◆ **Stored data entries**

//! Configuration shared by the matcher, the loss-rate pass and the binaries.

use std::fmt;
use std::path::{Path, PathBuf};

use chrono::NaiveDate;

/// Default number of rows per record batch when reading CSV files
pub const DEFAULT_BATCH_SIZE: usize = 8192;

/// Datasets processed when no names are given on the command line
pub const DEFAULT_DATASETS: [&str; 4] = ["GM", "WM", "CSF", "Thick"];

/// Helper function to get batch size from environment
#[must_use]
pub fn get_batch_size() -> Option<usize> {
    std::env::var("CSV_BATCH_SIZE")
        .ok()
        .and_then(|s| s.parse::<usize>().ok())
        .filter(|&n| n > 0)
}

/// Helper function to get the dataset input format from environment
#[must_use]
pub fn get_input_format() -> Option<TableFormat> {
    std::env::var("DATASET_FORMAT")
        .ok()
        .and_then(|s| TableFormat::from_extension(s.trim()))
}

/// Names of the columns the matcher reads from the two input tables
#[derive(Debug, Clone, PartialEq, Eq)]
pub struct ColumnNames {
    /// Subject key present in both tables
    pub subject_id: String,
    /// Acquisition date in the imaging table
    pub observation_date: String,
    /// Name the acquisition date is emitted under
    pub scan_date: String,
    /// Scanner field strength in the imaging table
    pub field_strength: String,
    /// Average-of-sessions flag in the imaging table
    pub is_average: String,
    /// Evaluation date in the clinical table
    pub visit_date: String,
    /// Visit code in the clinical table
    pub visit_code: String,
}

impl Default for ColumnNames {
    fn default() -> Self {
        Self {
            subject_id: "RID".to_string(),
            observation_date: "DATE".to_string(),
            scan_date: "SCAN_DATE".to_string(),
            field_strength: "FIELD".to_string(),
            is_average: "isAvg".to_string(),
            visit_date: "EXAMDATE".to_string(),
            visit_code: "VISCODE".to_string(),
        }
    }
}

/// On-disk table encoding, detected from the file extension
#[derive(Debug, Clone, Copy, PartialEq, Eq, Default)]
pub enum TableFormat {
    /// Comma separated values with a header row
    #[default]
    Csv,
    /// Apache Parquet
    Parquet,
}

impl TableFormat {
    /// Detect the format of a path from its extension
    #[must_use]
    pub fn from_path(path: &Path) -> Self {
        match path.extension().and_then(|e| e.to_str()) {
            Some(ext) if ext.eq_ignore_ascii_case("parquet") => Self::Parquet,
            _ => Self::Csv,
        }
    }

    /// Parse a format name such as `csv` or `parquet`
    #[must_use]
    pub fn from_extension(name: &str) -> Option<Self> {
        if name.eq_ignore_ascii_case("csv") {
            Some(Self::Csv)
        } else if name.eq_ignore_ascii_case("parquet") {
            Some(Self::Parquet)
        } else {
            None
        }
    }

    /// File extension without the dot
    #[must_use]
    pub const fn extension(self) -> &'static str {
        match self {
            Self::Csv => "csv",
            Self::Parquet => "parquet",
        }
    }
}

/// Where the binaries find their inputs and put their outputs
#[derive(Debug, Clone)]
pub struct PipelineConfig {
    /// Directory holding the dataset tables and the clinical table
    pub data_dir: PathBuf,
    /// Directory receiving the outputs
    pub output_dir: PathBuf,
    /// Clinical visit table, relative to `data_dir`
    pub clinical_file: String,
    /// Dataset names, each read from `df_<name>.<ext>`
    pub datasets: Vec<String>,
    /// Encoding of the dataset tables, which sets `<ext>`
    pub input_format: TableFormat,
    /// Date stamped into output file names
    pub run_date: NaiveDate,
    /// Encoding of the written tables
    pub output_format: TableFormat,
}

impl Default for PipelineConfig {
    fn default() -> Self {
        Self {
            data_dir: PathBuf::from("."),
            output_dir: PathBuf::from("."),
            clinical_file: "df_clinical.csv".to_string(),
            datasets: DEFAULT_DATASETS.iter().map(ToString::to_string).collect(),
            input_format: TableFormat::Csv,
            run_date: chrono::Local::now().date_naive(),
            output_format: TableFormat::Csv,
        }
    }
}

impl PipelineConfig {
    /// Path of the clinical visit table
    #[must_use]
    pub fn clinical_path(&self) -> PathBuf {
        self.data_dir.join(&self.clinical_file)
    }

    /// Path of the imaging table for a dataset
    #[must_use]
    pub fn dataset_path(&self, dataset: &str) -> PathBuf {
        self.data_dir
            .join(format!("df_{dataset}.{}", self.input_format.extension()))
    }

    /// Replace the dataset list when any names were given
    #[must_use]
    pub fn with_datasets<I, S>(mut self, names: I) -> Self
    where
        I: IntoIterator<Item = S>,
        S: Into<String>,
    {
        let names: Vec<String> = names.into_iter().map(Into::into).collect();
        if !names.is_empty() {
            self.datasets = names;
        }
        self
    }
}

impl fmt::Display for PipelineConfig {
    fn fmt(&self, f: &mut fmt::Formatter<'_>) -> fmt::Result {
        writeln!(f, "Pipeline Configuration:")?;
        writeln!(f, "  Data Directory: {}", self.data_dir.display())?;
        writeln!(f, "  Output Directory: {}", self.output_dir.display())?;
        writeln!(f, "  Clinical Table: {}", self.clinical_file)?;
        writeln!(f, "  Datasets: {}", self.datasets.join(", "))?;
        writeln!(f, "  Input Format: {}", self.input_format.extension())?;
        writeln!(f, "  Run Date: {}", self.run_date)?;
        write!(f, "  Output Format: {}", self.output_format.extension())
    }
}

---

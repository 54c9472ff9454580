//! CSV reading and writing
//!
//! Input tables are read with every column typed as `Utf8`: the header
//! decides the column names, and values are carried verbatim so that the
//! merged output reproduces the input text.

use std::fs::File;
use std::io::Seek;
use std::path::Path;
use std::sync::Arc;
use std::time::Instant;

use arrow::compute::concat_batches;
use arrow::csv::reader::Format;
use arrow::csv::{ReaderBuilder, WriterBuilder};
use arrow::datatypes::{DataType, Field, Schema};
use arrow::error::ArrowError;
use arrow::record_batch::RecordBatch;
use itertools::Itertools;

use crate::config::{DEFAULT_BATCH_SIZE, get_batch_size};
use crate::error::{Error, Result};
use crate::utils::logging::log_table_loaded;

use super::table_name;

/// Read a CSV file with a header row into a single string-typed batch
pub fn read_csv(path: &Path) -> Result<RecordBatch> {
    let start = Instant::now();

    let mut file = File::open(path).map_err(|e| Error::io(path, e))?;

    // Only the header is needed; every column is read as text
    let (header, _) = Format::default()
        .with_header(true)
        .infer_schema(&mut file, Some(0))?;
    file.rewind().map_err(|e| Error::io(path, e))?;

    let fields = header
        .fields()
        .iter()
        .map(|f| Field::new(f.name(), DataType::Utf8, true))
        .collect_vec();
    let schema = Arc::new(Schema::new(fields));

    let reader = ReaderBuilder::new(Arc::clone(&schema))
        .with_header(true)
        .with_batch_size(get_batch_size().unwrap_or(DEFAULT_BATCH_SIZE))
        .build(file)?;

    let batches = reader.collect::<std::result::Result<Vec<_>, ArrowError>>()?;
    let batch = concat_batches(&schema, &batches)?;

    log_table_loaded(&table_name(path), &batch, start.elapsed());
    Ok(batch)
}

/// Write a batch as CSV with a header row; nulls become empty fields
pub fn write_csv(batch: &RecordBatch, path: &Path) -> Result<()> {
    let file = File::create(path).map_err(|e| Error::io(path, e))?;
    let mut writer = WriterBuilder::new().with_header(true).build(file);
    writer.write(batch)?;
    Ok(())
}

◆ **Problem statement**
Scan the records above for the string "Option", then report every line that contains it.

◆ **Task result**
pub fn get_batch_size() -> Option<usize> {
pub fn get_input_format() -> Option<TableFormat> {
    pub fn from_extension(name: &str) -> Option<Self> {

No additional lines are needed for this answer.